= Leila Andrews =

American physician (1876–1954)

Leila Edna Andrews (August 14, 1876 - April 28, 1954) was an American physician who was one of the first two female members of the American College of Physicians (ACP). Andrews was born in North Manchester, Indiana and received her medical degree in 1900 at Northwestern University. She began a practice in her hometown but relocated to Oklahoma City in 1908. She became an instructor in pediatrics at the University of Oklahoma College of Medicine in 1910; in 1915, she became an associate professor at the school, a position she held until 1925. In 1920, Andrews and Anna Weld of Illinois became the first two women elected to the American College of Physicians (ACP). Andrews later practiced hematology at Oklahoma City's St. Anthony Hospital.

==Early life==
Andrews was born August 14, 1876, to John Smith and Elizabeth Strasbaugh Andrews in North Manchester, Indiana. She attended public school in North Manchester then went to Northwestern University for her medical education, where she received her doctoral (M.D.) in 1900. After graduating, she opened a practice in North Manchester, where she worked until 1908.

==Career in Oklahoma==
Andrews moved to the new state of Oklahoma, where she reportedly settled in Oklahoma City. In 1910, she was hired by the University of Oklahoma School of Medicine as an instructor in pediatrics. (Note: OU had been established in Norman in 1890, but the School of Medicine was established there in 1908. In 1910, the medical school moved from Norman to Oklahoma City. Thus, she could have been considered as part of the original medical school faculty.) She became an associate professor of medicine in 1915 and served in that position until 1925.

The Journal of the American Institute of Homeopathy reported that professor Leila Andrews of the University of Oklahoma and Anna Weld of Rockford, Illinois were part of a group of two hundred physicians that were named "Fellow of the American College of Physicians" at the fourth annual meeting of the American Congress of Internal Medicine in February 1920. They were the first two women to become members of the ACP. Andrews was accepted into this organization in recognition of her work treating diseases of the blood. In 1938, Andrews was one of ten Oklahoma women to be honored by the national Federation of Business and Professional Women.

Andrews filled various medical positions over the years she practiced. Besides serving on the University of Oklahoma's Medical School faculty, Andrews worked at St. Anthony's, Wesley, and University hospitals. In addition to these positions, Dr. Andrews had a general practice as well, in which she treated mostly women and children.

Andrews practiced medicine in Oklahoma City until her retirement in 1950.

== Life outside of medicine ==
During her time at Northwestern, Andrews became a member of Alpha Epsilon Iota, a chapter of a national women's medical organization that began there in 1898. She proceeded to start a chapter in Oklahoma and served as the organization's national president from 1923 to 1925.

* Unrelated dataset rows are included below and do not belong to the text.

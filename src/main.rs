//! Slot Reel entry point
//!
//! Hosts the browser frame loop on wasm32 and a headless demo spin natively.

#[cfg(target_arch = "wasm32")]
use wasm_bindgen::prelude::*;

#[cfg(target_arch = "wasm32")]
mod wasm_host {
    use std::cell::RefCell;
    use std::rc::Rc;
    use wasm_bindgen::prelude::*;
    use web_sys::{Document, HtmlCanvasElement};

    use slot_reel::renderer::{self, ProceduralSymbols, ReelAtlas, ReelRenderState};
    use slot_reel::sim::{OutcomeProvider, SeededOutcome};
    use slot_reel::symbols::DEFAULT_LAYOUT;
    use slot_reel::{ReelConfig, ReelError, SlotMachine, SpinEvent, SpinRequest, Viewport};

    const CONTAINER_ID: &str = "slot";
    const SPIN_BUTTON_ID: &str = "spin-btn";
    const GOING_CLASS: &str = "is-spinning-going";
    const STOPPED_CLASS: &str = "is-spinning-stopped";

    /// Browser-side state shared by the frame loop and input handlers
    struct Host {
        machine: SlotMachine<ReelRenderState>,
        outcomes: SeededOutcome,
        canvas: HtmlCanvasElement,
        last_time: f64,
    }

    impl Host {
        /// Spin at rest, quick-stop otherwise
        fn press(&mut self) {
            if !self.machine.engine().is_idle() {
                self.machine.force_stop();
                return;
            }

            let request = match self.outcomes.next_stops() {
                Ok(stops) => SpinRequest::new(stops),
                Err(e) => {
                    log::error!("No outcome available: {}", e);
                    return;
                }
            };
            if let Err(e) = self.machine.begin_spin(request) {
                log::error!("Spin rejected: {}", e);
            }
        }

        fn frame(&mut self, time: f64) {
            let dt = if self.last_time > 0.0 {
                (time - self.last_time) / 1000.0
            } else {
                0.0
            };
            self.last_time = time;

            match self.machine.frame(dt) {
                Ok(()) => {}
                Err(wgpu::SurfaceError::Lost | wgpu::SurfaceError::Outdated) => {
                    self.machine.renderer_mut().reconfigure();
                }
                Err(wgpu::SurfaceError::OutOfMemory) => {
                    log::error!("Out of memory!");
                }
                Err(e) => log::warn!("Render error: {:?}", e),
            }

            for event in self.machine.drain_events() {
                apply_event(&event);
            }
        }

        /// Current canvas size in physical pixels
        fn measure(&self) -> Viewport {
            let dpr = web_sys::window().map_or(1.0, |w| w.device_pixel_ratio());
            let width = (self.canvas.client_width().max(1) as f64 * dpr) as u32;
            let height = (self.canvas.client_height().max(1) as f64 * dpr) as u32;
            self.canvas.set_width(width);
            self.canvas.set_height(height);
            Viewport::new(width, height)
        }
    }

    /// Mirror spin lifecycle on the body element for page styling
    fn apply_event(event: &SpinEvent) {
        let Some(body) = web_sys::window()
            .and_then(|w| w.document())
            .and_then(|d| d.body())
        else {
            return;
        };
        let classes = body.class_list();
        match event {
            SpinEvent::SpinStarted { .. } => {
                let _ = classes.remove_1(STOPPED_CLASS);
                let _ = classes.add_1(GOING_CLASS);
            }
            SpinEvent::SpinCompleted { stops } => {
                log::info!("Landed on {:?}", stops);
                let _ = classes.remove_1(GOING_CLASS);
                let _ = classes.add_1(STOPPED_CLASS);
            }
            _ => {}
        }
    }

    fn surface_error(what: &str) -> ReelError {
        ReelError::SurfaceUnavailable(what.to_string())
    }

    fn create_canvas(document: &Document) -> Result<HtmlCanvasElement, ReelError> {
        let container = document
            .get_element_by_id(CONTAINER_ID)
            .ok_or_else(|| surface_error("missing #slot container"))?;
        let canvas: HtmlCanvasElement = document
            .create_element("canvas")
            .map_err(|_| surface_error("cannot create canvas"))?
            .dyn_into()
            .map_err(|_| surface_error("not a canvas"))?;
        let _ = canvas.set_attribute("style", "display:block;width:100%;height:100%");
        container
            .append_child(&canvas)
            .map_err(|_| surface_error("cannot attach canvas"))?;
        Ok(canvas)
    }

    async fn start() -> Result<Rc<RefCell<Host>>, ReelError> {
        let window = web_sys::window().ok_or_else(|| surface_error("no window"))?;
        let document = window
            .document()
            .ok_or_else(|| surface_error("no document"))?;
        let canvas = create_canvas(&document)?;

        let config = ReelConfig {
            symbols_per_reel: DEFAULT_LAYOUT.len() as u32,
            ..ReelConfig::default()
        };
        config.validate()?;

        let dpr = window.device_pixel_ratio();
        let width = (canvas.client_width().max(1) as f64 * dpr) as u32;
        let height = (canvas.client_height().max(1) as f64 * dpr) as u32;
        canvas.set_width(width);
        canvas.set_height(height);
        let viewport = Viewport::new(width, height);

        let atlas = ReelAtlas::build(
            &DEFAULT_LAYOUT,
            config.reel_count,
            &ProceduralSymbols::default(),
        )?;

        let instance = wgpu::Instance::new(&wgpu::InstanceDescriptor {
            backends: wgpu::Backends::BROWSER_WEBGPU | wgpu::Backends::GL,
            ..Default::default()
        });
        let surface = instance
            .create_surface(wgpu::SurfaceTarget::Canvas(canvas.clone()))
            .map_err(|e| ReelError::SurfaceUnavailable(e.to_string()))?;
        let render_state = renderer::init(&instance, surface, viewport, &atlas, &config).await?;

        let seed = js_sys::Date::now() as u64;
        let outcomes = SeededOutcome::new(DEFAULT_LAYOUT.to_vec(), config.reel_count, seed);
        let machine = SlotMachine::new(config, viewport, render_state)?;

        log::info!("Slot machine ready with seed {}", seed);

        Ok(Rc::new(RefCell::new(Host {
            machine,
            outcomes,
            canvas,
            last_time: 0.0,
        })))
    }

    pub async fn run() {
        console_error_panic_hook::set_once();
        if let Err(e) = console_log::init_with_level(log::Level::Info) {
            web_sys::console::error_1(&format!("logger init failed: {e}").into());
        }

        log::info!("Slot Reel starting...");

        let host = match start().await {
            Ok(host) => host,
            Err(e) => {
                log::error!("Slot machine failed to start: {}", e);
                return;
            }
        };

        setup_input_handlers(host.clone());
        setup_resize_observer(host.clone());
        request_animation_frame(host);
    }

    fn setup_input_handlers(host: Rc<RefCell<Host>>) {
        let Some(window) = web_sys::window() else {
            return;
        };

        // Keyboard
        {
            let host = host.clone();
            let closure = Closure::<dyn FnMut(_)>::new(move |event: web_sys::KeyboardEvent| {
                if matches!(event.key().as_str(), " " | "Enter") && !event.repeat() {
                    event.prevent_default();
                    host.borrow_mut().press();
                }
            });
            let _ = window
                .add_event_listener_with_callback("keydown", closure.as_ref().unchecked_ref());
            closure.forget();
        }

        // Spin button
        if let Some(btn) = window
            .document()
            .and_then(|d| d.get_element_by_id(SPIN_BUTTON_ID))
        {
            let closure = Closure::<dyn FnMut(_)>::new(move |_event: web_sys::MouseEvent| {
                host.borrow_mut().press();
            });
            let _ = btn.add_event_listener_with_callback("click", closure.as_ref().unchecked_ref());
            closure.forget();
        }
    }

    fn setup_resize_observer(host: Rc<RefCell<Host>>) {
        let canvas = host.borrow().canvas.clone();
        let observed = host.clone();
        let closure = Closure::<dyn FnMut(_)>::new(move |_entries: js_sys::Array| {
            let mut h = observed.borrow_mut();
            let viewport = h.measure();
            h.machine.on_resize(viewport);
        });

        match web_sys::ResizeObserver::new(closure.as_ref().unchecked_ref()) {
            Ok(observer) => {
                observer.observe(&canvas);
                closure.forget();
            }
            Err(e) => log::warn!("ResizeObserver unavailable: {:?}", e),
        }
    }

    fn request_animation_frame(host: Rc<RefCell<Host>>) {
        let Some(window) = web_sys::window() else {
            return;
        };
        let closure = Closure::once(move |time: f64| {
            frame_loop(host, time);
        });
        let _ = window.request_animation_frame(closure.as_ref().unchecked_ref());
        closure.forget();
    }

    fn frame_loop(host: Rc<RefCell<Host>>, time: f64) {
        host.borrow_mut().frame(time);
        request_animation_frame(host);
    }
}

#[cfg(target_arch = "wasm32")]
#[wasm_bindgen(start)]
pub async fn wasm_main() {
    wasm_host::run().await;
}

#[cfg(not(target_arch = "wasm32"))]
fn main() {
    env_logger::Builder::from_env(env_logger::Env::default().default_filter_or("info")).init();
    log::info!("Slot Reel (native) starting...");
    log::info!("Rendering requires a browser surface - running a headless spin");

    if let Err(e) = headless_spin() {
        log::error!("Headless spin failed: {}", e);
        std::process::exit(1);
    }
}

#[cfg(target_arch = "wasm32")]
fn main() {
    // WASM entry point is wasm_main, this is just to satisfy the compiler
}

#[cfg(not(target_arch = "wasm32"))]
fn headless_spin() -> Result<(), slot_reel::ReelError> {
    use slot_reel::renderer::HeadlessRenderer;
    use slot_reel::sim::{OutcomeProvider, SeededOutcome};
    use slot_reel::symbols::DEFAULT_LAYOUT;
    use slot_reel::{ReelConfig, SlotMachine, SpinEvent, SpinRequest, Viewport};

    const FRAME_DT: f64 = 1.0 / 60.0;
    const MAX_FRAMES: usize = 60 * 30;

    let config = ReelConfig {
        symbols_per_reel: DEFAULT_LAYOUT.len() as u32,
        ..ReelConfig::default()
    };
    let mut outcomes = SeededOutcome::new(DEFAULT_LAYOUT.to_vec(), config.reel_count, 0x5107);
    let mut machine = SlotMachine::new(config, Viewport::new(1280, 720), HeadlessRenderer::new())?;

    let stops = outcomes.next_stops()?;
    log::info!("Spinning to {:?}", stops);
    machine.begin_spin(SpinRequest::new(stops))?;

    for frame in 0..MAX_FRAMES {
        let Ok(()) = machine.frame(FRAME_DT);
        for event in machine.drain_events() {
            match event {
                SpinEvent::ReelStopped { reel, segment } => {
                    log::info!(
                        "Reel {} stopped on {} ({})",
                        reel,
                        segment,
                        DEFAULT_LAYOUT[(segment - 1) as usize]
                    );
                }
                SpinEvent::SpinCompleted { stops } => {
                    log::info!(
                        "Spin complete after {} frames: {:?}",
                        frame + 1,
                        machine.engine().visible_segments()
                    );
                    debug_assert_eq!(stops, machine.engine().visible_segments());
                    return Ok(());
                }
                _ => {}
            }
        }
    }

    log::warn!("Spin did not settle within {} frames", MAX_FRAMES);
    Ok(())
}
impl SpinRequest {
    pub fn new(stops: Vec<u32>) -> Self {
        Self {
            stops,
            on_complete: None,
        }
    }

    pub fn with_callback(stops: Vec<u32>, on_complete: impl FnOnce() + 'static) -> Self {
        Self {
            stops,
            on_complete: Some(Box::new(on_complete)),
        }
    }
}

impl fmt::Debug for SpinRequest {
    fn fmt(&self, f: &mut fmt::Formatter<'_>) -> fmt::Result {
        f.debug_struct("SpinRequest")
            .field("stops", &self.stops)
            .field("on_complete", &self.on_complete.is_some())
            .finish()
    }
}

/// Result of `begin_spin` when the request itself was well formed
#[derive(Debug, Clone, Copy, PartialEq, Eq)]
pub enum SpinStatus {
    Accepted,
    /// A spin is already running; nothing changed
    Busy,
}

/// Lifecycle notifications, drained by the host once per frame
#[derive(Debug, Clone, PartialEq)]
pub enum SpinEvent {
    SpinStarted { stops: Vec<u32> },
    StopScheduled { mode: StopMode },
    ReelStopped { reel: usize, segment: u32 },
    SpinCompleted { stops: Vec<u32> },
}

/// Deferred engine actions
#[derive(Debug, Clone, Copy, PartialEq)]
enum EngineTask {
    /// Spin time elapsed; begin the normal stop sequence
    BeginStop,
    /// Hand one reel its landing angle
    AssignStop { reel: usize, mode: StopMode },
}

/// The spin currently in flight
struct ActiveSpin {
    stops: Vec<u32>,
    /// Segment angles in [0, 2π), validated on acceptance
    landing: Vec<f64>,
    on_complete: Option<OnComplete>,
}

/// Reel animation engine
pub struct ReelEngine {
    config: ReelConfig,
    reels: Vec<ReelState>,
    phase: SpinPhase,
    active: Option<ActiveSpin>,
    timeline: Timeline<EngineTask>,
    /// Pending normal-stop kickoff, cancelled by a forced stop
    stop_timer: Option<TaskHandle>,
    /// Pending per-reel stop assignments
    stagger_tasks: Vec<TaskHandle>,
    events: Vec<SpinEvent>,
}

impl ReelEngine {
    pub fn new(config: ReelConfig) -> Result<Self, ReelError> {
        config.validate()?;

        let speed = config.base_spin_speed;
        let mut engine = Self {
            reels: (0..config.reel_count)
                .map(|_| ReelState::new(0.0, speed))
                .collect(),
            config,
            phase: SpinPhase::Rest,
            active: None,
            timeline: Timeline::new(),
            stop_timer: None,
            stagger_tasks: Vec::new(),
            events: Vec::new(),
        };

        if let Some(initial) = engine.config.initial_segments.clone() {
            if initial.len() == engine.config.reel_count {
                engine.set_segments(&initial)?;
            } else {
                log::warn!(
                    "Ignoring {} initial segments for {} reels",
                    initial.len(),
                    engine.config.reel_count
                );
            }
        }

        Ok(engine)
    }

    pub fn config(&self) -> &ReelConfig {
        &self.config
    }

    /// Read-only view of every reel
    pub fn reels(&self) -> &[ReelState] {
        &self.reels
    }

    pub fn phase(&self) -> SpinPhase {
        self.phase
    }

    pub fn is_idle(&self) -> bool {
        self.phase == SpinPhase::Rest
    }

    /// Segment currently under the stop marker on each reel
    pub fn visible_segments(&self) -> Vec<u32> {
        self.reels
            .iter()
            .map(|r| segment_at(r.angle(), self.config.symbols_per_reel))
            .collect()
    }

    /// Take every event recorded since the last drain
    pub fn drain_events(&mut self) -> Vec<SpinEvent> {
        std::mem::take(&mut self.events)
    }

    /// Show the given segments without spinning. Ignored unless idle.
    pub fn set_segments(&mut self, segments: &[u32]) -> Result<(), ReelError> {
        let landing = self.validate_stops(segments)?;
        if !self.is_idle() {
            log::debug!("set_segments ignored while {:?}", self.phase);
            return Ok(());
        }
        for (reel, angle) in self.reels.iter_mut().zip(landing) {
            reel.set_rest_angle(angle);
        }
        Ok(())
    }

    /// Start a spin that lands on `request.stops`.
    ///
    /// Returns `Busy` without touching any state unless the engine is idle.
    /// An out-of-range stop rejects the whole request before any reel moves.
    pub fn begin_spin(&mut self, request: SpinRequest) -> Result<SpinStatus, ReelError> {
        if !self.is_idle() {
            log::debug!("Spin rejected: engine is {:?}", self.phase);
            return Ok(SpinStatus::Busy);
        }

        let SpinRequest {
            mut stops,
            on_complete,
        } = request;
        let landing = self.validate_stops(&stops)?;
        stops.truncate(self.config.reel_count);

        let speed = self.config.initial_speed();
        for reel in &mut self.reels {
            reel.start(speed);
        }
        self.phase = SpinPhase::Spinning;
        self.stagger_tasks.clear();

        log::info!("Spin accepted, landing on {:?}", stops);
        self.events.push(SpinEvent::SpinStarted {
            stops: stops.clone(),
        });
        self.active = Some(ActiveSpin {
            stops,
            landing,
            on_complete,
        });

        let delay = self.config.spin_duration();
        self.stop_timer = Some(self.timeline.schedule(delay, EngineTask::BeginStop));

        Ok(SpinStatus::Accepted)
    }

    /// Stop now with the short stagger.
    ///
    /// Only acts while spinning with the normal stop still pending; an
    /// orderly stop already in progress is never downgraded.
    pub fn force_stop(&mut self) {
        if self.phase != SpinPhase::Spinning {
            log::debug!("force_stop ignored while {:?}", self.phase);
            return;
        }

        if let Some(handle) = self.stop_timer.take() {
            self.timeline.cancel(handle);
        }

        let stagger = self.config.quick_stagger();
        self.schedule_stop(stagger, StopMode::Quick);
        self.run_due_tasks();
    }

    /// Advance the engine by one frame
    pub fn update(&mut self, dt: f64) {
        let dt = clamp_frame_dt(dt);

        self.timeline.advance(dt);
        self.run_due_tasks();

        let normal = self.config.deceleration_smoothness;
        let quick = self.config.quick_stop_smoothness;
        let segments_per_reel = self.config.symbols_per_reel;
        for (index, reel) in self.reels.iter_mut().enumerate() {
            if reel.advance(dt, normal, quick) {
                let segment = segment_at(reel.angle(), segments_per_reel);
                log::debug!("Reel {} stopped on segment {}", index, segment);
                self.events.push(SpinEvent::ReelStopped {
                    reel: index,
                    segment,
                });
            }
        }

        self.check_complete();
    }

    /// Begin the staggered transition from spinning to stopping.
    ///
    /// Each reel gets its own deferred assignment, `index * stagger` after
    /// this call, so later reels keep spinning longer.
    fn schedule_stop(&mut self, stagger: Duration, mode: StopMode) {
        self.phase = mode.phase();
        self.stagger_tasks = (0..self.reels.len())
            .map(|reel| {
                self.timeline
                    .schedule(stagger * reel as u32, EngineTask::AssignStop { reel, mode })
            })
            .collect();

        log::info!("Stop scheduled ({:?}, stagger {:?})", mode, stagger);
        self.events.push(SpinEvent::StopScheduled { mode });
    }

    fn run_due_tasks(&mut self) {
        while let Some(task) = self.timeline.pop_due() {
            match task {
                EngineTask::BeginStop => {
                    self.stop_timer = None;
                    if self.phase == SpinPhase::Spinning {
                        let stagger = self.config.normal_stagger();
                        self.schedule_stop(stagger, StopMode::Normal);
                    }
                }
                EngineTask::AssignStop { reel, mode } => self.assign_stop(reel, mode),
            }
        }
        let timeline = &self.timeline;
        self.stagger_tasks.retain(|h| timeline.is_pending(*h));
    }

    fn assign_stop(&mut self, index: usize, mode: StopMode) {
        let Some(base) = self.active.as_ref().and_then(|s| s.landing.get(index).copied()) else {
            return;
        };
        let Some(reel) = self.reels.get_mut(index) else {
            return;
        };
        if reel.phase() != SpinPhase::Spinning {
            return;
        }

        let target = reel.assign_stop(base, mode);
        log::debug!("Reel {} assigned target {:.4} ({:?})", index, target, mode);
    }

    fn check_complete(&mut self) {
        let stopping = matches!(self.phase, SpinPhase::Stopping | SpinPhase::QuickStopping);
        if !stopping || !self.reels.iter().all(ReelState::is_rest) {
            return;
        }

        self.phase = SpinPhase::Rest;
        self.stagger_tasks.clear();

        if let Some(spin) = self.active.take() {
            log::info!("Spin complete on {:?}", spin.stops);
            self.events.push(SpinEvent::SpinCompleted {
                stops: spin.stops.clone(),
            });
            if let Some(callback) = spin.on_complete {
                callback();
            }
        }
    }

    /// Check stop count and range, returning each reel's landing angle
    fn validate_stops(&self, stops: &[u32]) -> Result<Vec<f64>, ReelError> {
        let expected = self.config.reel_count;
        if stops.len() < expected {
            return Err(ReelError::SegmentCount {
                expected,
                got: stops.len(),
            });
        }
        if stops.len() > expected {
            log::warn!(
                "Truncating {} stop segments to {} reels",
                stops.len(),
                expected
            );
        }
        angles_for(&stops[..expected], self.config.symbols_per_reel)
    }

    /// Landing angle for one reel's segment
    pub fn angle_for(&self, segment: u32) -> Result<f64, ReelError> {
        angle_for(segment, self.config.symbols_per_reel)
    }
}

During World War I, in addition to serving on a variety of relief committees, Andrews served as the state chairman for Oklahoma of the Women's Liberty Loan committee as well. This committee raised $3,791,850 in two weeks for the war effort. Andrews was also involved with the Daughters of the American Revolution, being a descendant of John Andrews, who enlisted in the Third Connecticut Regiment in 1777. With this organization, she hosted several meetings and luncheons for fellow members.

== After retirement ==
Andrews remained in Oklahoma City after her retirement. She died in her home four years later, on April 28, 1954, at the age of 77.